WL Nugent Cancer Center uses localized chemotherapy to treat bladder cancer

Written by The Bee

June 30, 2020

Kingman, Arizona, June 30, 2020 –Kingman Regional Medical Center’s WL Nugent Cancer Center has begun using a new method to treat certain patients with bladder cancer. The Cancer Center now has the capability to deliver chemotherapy directly to the bladder through a catheter, in a process called intravesicular chemotherapy.

Traditionally, patients receive intravenous (IV) chemotherapy – chemotherapy in the whole body through an IV.

With the intravesicle method, a liquid chemotherapy drug is injected through a catheter directly into the bladder. This enables the drug to attack cancer cells in the bladder without having major effects on the rest of the body.

Kari Wheeler, RN is a nurse who specializes in oncology, or cancer care.

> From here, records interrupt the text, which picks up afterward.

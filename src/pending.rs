//! Pending operation handles
//!
//! Every provisioning operation resolves later, when a matching firmware
//! acknowledgement arrives or a timeout fires. [`Pending`] wraps the
//! completion side of that handshake as a oneshot channel, so callers can
//! poll from an event loop (`try_take`) or block a worker thread (`wait`).

use crate::error::{LinkError, Result};
use tokio::sync::oneshot;

/// Create a linked completion/pending pair
pub(crate) fn pending<T>() -> (Completion<T>, Pending<T>) {
    let (tx, rx) = oneshot::channel();
    (Completion { tx: Some(tx) }, Pending { rx })
}

/// Host-internal side: fulfilled exactly once by the board
pub(crate) struct Completion<T> {
    tx: Option<oneshot::Sender<Result<T>>>,
}

impl<T> Completion<T> {
    /// Resolve the pending operation. Later calls are no-ops; the receiver
    /// may also have gone away, which is fine.
    pub(crate) fn resolve(&mut self, result: Result<T>) {
        if let Some(tx) = self.tx.take() {
            let _ = tx.send(result);
        }
    }

    pub(crate) fn is_resolved(&self) -> bool {
        self.tx.is_none()
    }
}

/// Caller-facing handle to an operation still in flight
pub struct Pending<T> {
    rx: oneshot::Receiver<Result<T>>,
}

impl<T> Pending<T> {
    /// Non-blocking poll. `None` while the operation is still in flight.
    /// A dropped board resolves as [`LinkError::Disconnected`].
    pub fn try_take(&mut self) -> Option<Result<T>> {
        match self.rx.try_recv() {
            Ok(result) => Some(result),
            Err(oneshot::error::TryRecvError::Empty) => None,
            Err(oneshot::error::TryRecvError::Closed) => Some(Err(LinkError::Disconnected)),
        }
    }

    /// Block the calling thread until the operation resolves.
    /// Must not be called from inside an async runtime.
    pub fn wait(self) -> Result<T> {
        match self.rx.blocking_recv() {
            Ok(result) => result,
            Err(_) => Err(LinkError::Disconnected),
        }
    }
}

#[cfg(test)]
mod tests {
    use super::*;

    #[test]
    fn test_try_take_lifecycle() {
        let (mut done, mut pending) = pending::<u32>();
        assert!(pending.try_take().is_none());
        assert!(!done.is_resolved());

        done.resolve(Ok(7));
        assert!(done.is_resolved());
        assert!(matches!(pending.try_take(), Some(Ok(7))));
    }

    #[test]
    fn test_dropped_completion_reads_as_disconnect() {
        let (done, mut pending) = pending::<u32>();
        drop(done);
        assert!(matches!(
            pending.try_take(),
            Some(Err(LinkError::Disconnected))
        ));
    }

    #[test]
    fn test_double_resolve_is_noop() {
        let (mut done, mut pending) = pending::<u32>();
        done.resolve(Ok(1));
        done.resolve(Ok(2));
        assert!(matches!(pending.try_take(), Some(Ok(1))));
    }
}
//! Benchmarks for the wire codec
//!
//! Run with: cargo bench

use criterion::{black_box, criterion_group, criterion_main, BenchmarkId, Criterion, Throughput};
use sensorlink::{Layout, Value};

fn bench_vector_decode(c: &mut Criterion) {
    let mut group = c.benchmark_group("vector_decode");

    for lanes in [3u8, 4, 8].iter() {
        let layout = Layout::vector(2, *lanes, true);
        let buffer: Vec<u8> = (0..layout.payload_len()).map(|i| i as u8).collect();
        group.throughput(Throughput::Bytes(buffer.len() as u64));
        group.bench_with_input(
            BenchmarkId::from_parameter(lanes),
            &buffer,
            |b, buffer| {
                b.iter(|| {
                    sensorlink::codec::decode(black_box(buffer), &layout, 16384.0).unwrap()
                });
            },
        );
    }
    group.finish();
}

fn bench_scalar_decode(c: &mut Criterion) {
    let mut group = c.benchmark_group("scalar_decode");

    let scaled = Layout::scalar(2, true);
    group.bench_function("scaled_float", |b| {
        b.iter(|| sensorlink::codec::decode(black_box(&[0xAC, 0x00]), &scaled, 8.0).unwrap());
    });

    let raw = Layout::scalar(4, false);
    group.bench_function("unit_scale", |b| {
        b.iter(|| {
            sensorlink::codec::decode(black_box(&[1, 2, 3, 4]), &raw, 1.0).unwrap()
        });
    });
    group.finish();
}

fn bench_vector_encode(c: &mut Criterion) {
    let layout = Layout::vector(2, 3, true);
    let value = Value::Vector(vec![0.5, -0.25, 1.0]);
    c.bench_function("vector_encode", |b| {
        b.iter(|| sensorlink::codec::encode(black_box(&value), &layout, 16384.0).unwrap());
    });
}

criterion_group!(
    benches,
    bench_vector_decode,
    bench_scalar_decode,
    bench_vector_encode
);
criterion_main!(benches);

Wheeler completed dedicated research and training to be able to provide this treatment option for patients at the WL Nugent Cancer Center.

For now, just one patient has received treatment this way and is responding well, said Wheeler. The Cancer Center can accommodate additional patients for this treatment as needed. Intravesicular chemotherapy is intended for patients with non-invasive bladder cancer whose tumors that have not invaded the bladder wall.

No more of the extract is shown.